What to do: For each line in the material below that holds "struct", copy that line.

---------- Supplied material

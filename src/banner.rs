//! Banner rendering.
//!
//! The report core only knows the [`BannerRenderer`] trait. The shipped
//! implementation shells out to `figlet`, which is located once at startup so a
//! missing tool is reported before any scanning happens.

use std::{
    path::{Path, PathBuf},
    process::Command,
};

use thiserror::Error;

/// Name of the external banner tool.
pub const FIGLET: &str = "figlet";

/// Text rendered as the report banner.
pub const BANNER_TEXT: &str = "Disk Usage";

/// Errors raised while locating or running a banner tool.
#[derive(Debug, Error)]
pub enum BannerError {
    /// The tool is not installed or not on `PATH`.
    #[error("`{tool}` is required to render the banner but was not found on PATH (use --no-banner to skip it)")]
    ToolMissing {
        tool: &'static str,
        #[source]
        source: which::Error,
    },

    /// The tool could not be started.
    #[error("failed to run `{tool}`: {source}")]
    Spawn {
        tool: &'static str,
        #[source]
        source: std::io::Error,
    },

    /// The tool ran but reported failure.
    #[error("`{tool}` exited with {status}: {stderr}")]
    Failed {
        tool: &'static str,
        status: std::process::ExitStatus,
        stderr: String,
    },
}

/// Something that turns a short title into banner text.
pub trait BannerRenderer {
    /// Render `text`, returning the (possibly multi-line) banner.
    ///
    /// # Errors
    ///
    /// Returns an error if rendering fails.
    fn render(&self, text: &str) -> Result<String, BannerError>;
}

/// Renders banners with the `figlet` command.
#[derive(Debug, Clone)]
pub struct FigletBanner {
    program: PathBuf,
}

impl FigletBanner {
    /// Locate `figlet` on `PATH`.
    ///
    /// # Errors
    ///
    /// Returns [`BannerError::ToolMissing`] if it cannot be found.
    pub fn locate() -> Result<Self, BannerError> {
        which::which(FIGLET)
            .map(Self::with_program)
            .map_err(|source| BannerError::ToolMissing {
                tool: FIGLET,
                source,
            })
    }

    /// Use an explicit `figlet` executable.
    #[must_use]
    pub const fn with_program(program: PathBuf) -> Self {
        Self { program }
    }

    /// Path of the executable that will be run.
    #[must_use]
    pub fn program(&self) -> &Path {
        &self.program
    }
}

impl BannerRenderer for FigletBanner {
    fn render(&self, text: &str) -> Result<String, BannerError> {
        let output = Command::new(&self.program)
            .arg(text)
            .output()
            .map_err(|source| BannerError::Spawn {
                tool: FIGLET,
                source,
            })?;

        if !output.status.success() {
            return Err(BannerError::Failed {
                tool: FIGLET,
                status: output.status,
                stderr: String::from_utf8_lossy(&output.stderr).trim().to_string(),
            });
        }

        Ok(String::from_utf8_lossy(&output.stdout).into_owned())
    }
}

#[cfg(test)]
mod tests {
    use super::*;

    struct Boxed;

    impl BannerRenderer for Boxed {
        fn render(&self, text: &str) -> Result<String, BannerError> {
            let rule = "*".repeat(text.len() + 4);
            Ok(format!("{rule}\n* {text} *\n{rule}\n"))
        }
    }

    #[test]
    fn test_renderer_is_object_safe() {
        let renderer: &dyn BannerRenderer = &Boxed;
        let banner = renderer.render("Hi").unwrap();

        assert_eq!(banner, "******\n* Hi *\n******\n");
    }

    #[test]
    fn test_missing_program_is_spawn_error() {
        let banner = FigletBanner::with_program(PathBuf::from("/nonexistent/figlet-binary"));

        assert!(matches!(
            banner.render(BANNER_TEXT),
            Err(BannerError::Spawn { .. })
        ));
    }

    #[test]
    fn test_locate_agrees_with_path_lookup() {
        let located = FigletBanner::locate();

        match which::which(FIGLET) {
            Ok(path) => assert_eq!(located.unwrap().program(), path),
            Err(_) => {
                let err = located.unwrap_err();
                assert!(matches!(err, BannerError::ToolMissing { .. }));
                assert!(err.to_string().contains("--no-banner"));
            }
        }
    }

    #[cfg(unix)]
    #[test]
    fn test_failing_program_is_reported() {
        let banner = FigletBanner::with_program(PathBuf::from("false"));

        assert!(matches!(
            banner.render(BANNER_TEXT),
            Err(BannerError::Failed { .. })
        ));
    }
}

--------------------

Answer to this problem:
pub struct FigletBanner {
    struct Boxed;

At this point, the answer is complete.